Hood Canal, circa 2008. The near dot in the picture is a seal, the far dot is a boat.
In the mid 1800s, before Washington was a state, civic minded leaders in the territory decided that they needed to do something to distinguish their homeland and themselves. People on the East Coast still thought of the Washington residents as wild, wooley and completely uncivilized. One astute resident of Union City, Washington, a Mr. Samuel Hood, who'd made a fortune in the shipping industry, took a vacation to New York in 1852 and noticed the considerable fanfare and wealth generated by the Erie Canal, which had been completed in the 1820s. The Canal had been immortalized in song, in poetry, and in the prose of Herman Melville, who, in the chapter of his masterpiece Moby-Dick called "The Town-Ho's Story" depicts the Erie Canal as a symbol of the industry, hope, and debauchery of the young American nation.
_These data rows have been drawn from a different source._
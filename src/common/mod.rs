//! Contains datastructures and utility functions
//! shared by every stage of the compiler.
//!
//! - Source code representation.
//! - Span annotations for error reporting.

pub mod source;
pub mod span;

pub use source::Source;
pub use span::{Span, Spanned};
Hood decided that the best way to ensure statehood for his beloved territory would be to construct a waterway that surpassed the Erie Canal in terms of scope, ambition, and epic-ness. He devised a plan to dig a canal that would connect Discovery Bay to Oakland Bay, and speed up the delivery of cargo from abroad to the inland seaports of Tacoma and Shelton. Construction of Hood's Canal began in the fall of 1854. Hood hired teams of ox-loggers to haul away the gravel and rock that his digging crews excavated with dynamite, picks, and shovels. The gravel was piled to the east of the Canal, forming the meager hills now found on the Kitsap Peninsula. Work on the Canal continued until the spring of 1861, when, with the Canal unfinished, Hood's finances depleted, and Washington still a territory, the last of the digging crews hung up their shovels. Two years later a group of investors from the town of Belfair continued excavation of the Canal. But instead of completing Hood's design, the investors turned the Canal to the north, so that it provided saltwater shipping access to the previously landlocked town of Belfair. Over time, animals and aquatic plants native to Puget Sound moved in to colonize the newly created Canal. But unfortunately, when Washington finally became a State, in 1889, Hood's Canal wasn't even mentioned.
Some inhabitants of Hood Canal think it should be a little deeper.